6. Referenced-based pricing:
  • Customarily, a health insurance plan often pays a % of the total cost for a given procedure. With an 80% coinsurance plan, a patient will pay 20% of the cost for any surgery whether it cost $10,000 or $100,000. The patient has limited incentive to scrutinize cost particularly if they hit their out of pocket maximum.
  • In a reference-based pricing plan, patients receive a flat dollar amount for a specific procedure. For a specific surgery, they may get a flat $20,000. If they can find a provider who will do the surgery for $20,000 all in, the surgery will cost them nothing. If they want to utilize the most qualified provider in town who charges $30,000 for the surgery, they will need to pay $10,000 out of pocket.
  • Patients on plans with reference-based pricing retain a high level of choice in the care they receive.
  • These programs are common on self-insured plans, but generally unavailable on most consumer plans.
5 NON-SOLUTIONS
1. State-by-state limiting Rx copays:
  • Colorado, Illinois, and other states have introduced legislation to limit Rx copay costs to $100 per month. While this may help consumers initially, costs will be pushed to all insured plans members without the root cause of the high costs being addressed.
2. Government-set Rx pricing:
  • One proposed solution is to have government set prices like most countries do. This would have a short-term impact at reducing cost. However, the long term impact to Rx innovation could be immense. The life saving therapies of 2040 and beyond may never be funded and developed.

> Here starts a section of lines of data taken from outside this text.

//! 持久化与事件溯源（persist）
//!
//! 定义事件流存储、快照仓储、提交分发及其通用组合实现，支持：
//! - 以提交（`Commit`）为单位的只追加事件流与乐观并发（`EventStore`/`AppendOutcome`）；
//! - 事件序列化、上抬（Upcast）与反序列化（`serialize_events`/`deserialize_events`）；
//! - 冲突判定（`ConflictDetector`）与聚合构造（`AggregateFactory`）；
//! - 快照读写与策略（`SnapshotRepository`/`SnapshotPolicy`）；
//! - 通用聚合仓储实现（`EventSourcedRepository`）。
//!
//! 该模块聚焦协议与装配逻辑；`in-memory` 特性提供内存后端，
//! 其他存储后端由上层实现 `EventStore` 并注入。
//!
mod aggregate_factory;
mod aggregate_repository;
mod commit;
mod commit_dispatcher;
mod conflict_detector;
mod event_store;
mod serialized_event;
mod serialized_snapshot;
mod snapshot_repository;

#[cfg(feature = "in-memory")]
mod in_memory_commit_dispatcher;
#[cfg(feature = "in-memory")]
mod in_memory_event_store;
#[cfg(feature = "in-memory")]
mod in_memory_snapshot_repository;

pub use aggregate_factory::{AggregateFactory, AggregateFactoryBuilder};
pub use aggregate_repository::{
    AggregateRepository, EventSourcedRepository, PolicySnapshotRepository, RepositoryOptions,
};
pub use commit::Commit;
pub use commit_dispatcher::CommitDispatcher;
pub use conflict_detector::{
    ConflictDetector, EventTypeConflictDetector, PessimisticConflictDetector,
};
pub use event_store::{AppendOutcome, EventStore};
pub use serialized_event::{SerializedEvent, deserialize_events, serialize_events};
pub use serialized_snapshot::SerializedSnapshot;
pub use snapshot_repository::{SnapshotPolicy, SnapshotRepository, SnapshotRepositoryWithPolicy};

#[cfg(feature = "in-memory")]
pub use in_memory_commit_dispatcher::InMemoryCommitDispatcher;
#[cfg(feature = "in-memory")]
pub use in_memory_event_store::InMemoryEventStore;
#[cfg(feature = "in-memory")]
pub use in_memory_snapshot_repository::InMemorySnapshotRepository;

  • High Rx prices in the US effectively subsidize Rx R&D for the entire planet, so it is a fine line.
3. Association health plans:
  • These provide lower costs for some, and higher costs for others. Certain industries with a lower risk characteristic are able to cherry pick their members out of the general risk pool and offer lower rates. This is a great value to association members, but raises rates to the broader risk pool. The next benefit to society is neutral. California has done away with AHPs for the small group market for this reason.
4. Short-term medical plans:
  • These plans may serve a place in the market, but by nature are not a solution to high health insurance prices.

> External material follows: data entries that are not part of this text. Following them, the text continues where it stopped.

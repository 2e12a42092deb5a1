//! 事件溯源领域层基础库（es-domain）
//!
//! 提供事件溯源聚合的通用抽象与构件：
//! - 聚合（`aggregate`）与实体（`entity`）建模，状态仅由事件回放得出
//! - 领域事件（`domain_event`）、提交头与事件上抬（`event_upcaster`）
//! - 以提交为单位的事件流存储、乐观并发与冲突判定、快照与提交分发（`persist`）
//! - 值对象（`value_object`）：聚合标识与流版本号
//!
//! 本 crate 与具体存储与传输实现解耦，仅定义领域层接口与统一的错误类型；
//! `in-memory` 特性（默认开启）附带内存后端，便于测试与本地开发。
//!
//! 典型用法：
//! 1. 用 `#[entity]` / `#[domain_event]`（`es-macros`）定义聚合与事件，实现 `Aggregate::apply`；
//! 2. 业务方法校验状态后 `raise` 事件；
//! 3. 通过 `EventSourcedRepository` 加载与保存，或交由 `AggregateRoot` 编排并处理冲突重试。
//!
pub mod aggregate;
pub mod aggregate_root;
pub mod domain_event;
pub mod entity;
pub mod error;
pub mod event_upcaster;
pub mod persist;
pub mod value_object;

// 允许在本 crate 内部通过 ::es_domain 进行自引用，
// 以便过程宏在本 crate 的单元测试中也能解析到 ::es_domain 路径。
extern crate self as es_domain;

  • Short-term medical plans are less regulated with limited benefits and often leave the insureds on the hook for substantial additional out of pocket expenses.
5. Out-of-state plans:
  • Unless medical services are rendered in another geographic region, these plans have zero net value at reducing cost.
  • For example: if a Californian was to purchase a lower cost medical plan from an Ohio insurer who offers lower rates which correspond to the lower cost of medical care in Ohio, they would need to travel to Ohio to get their care.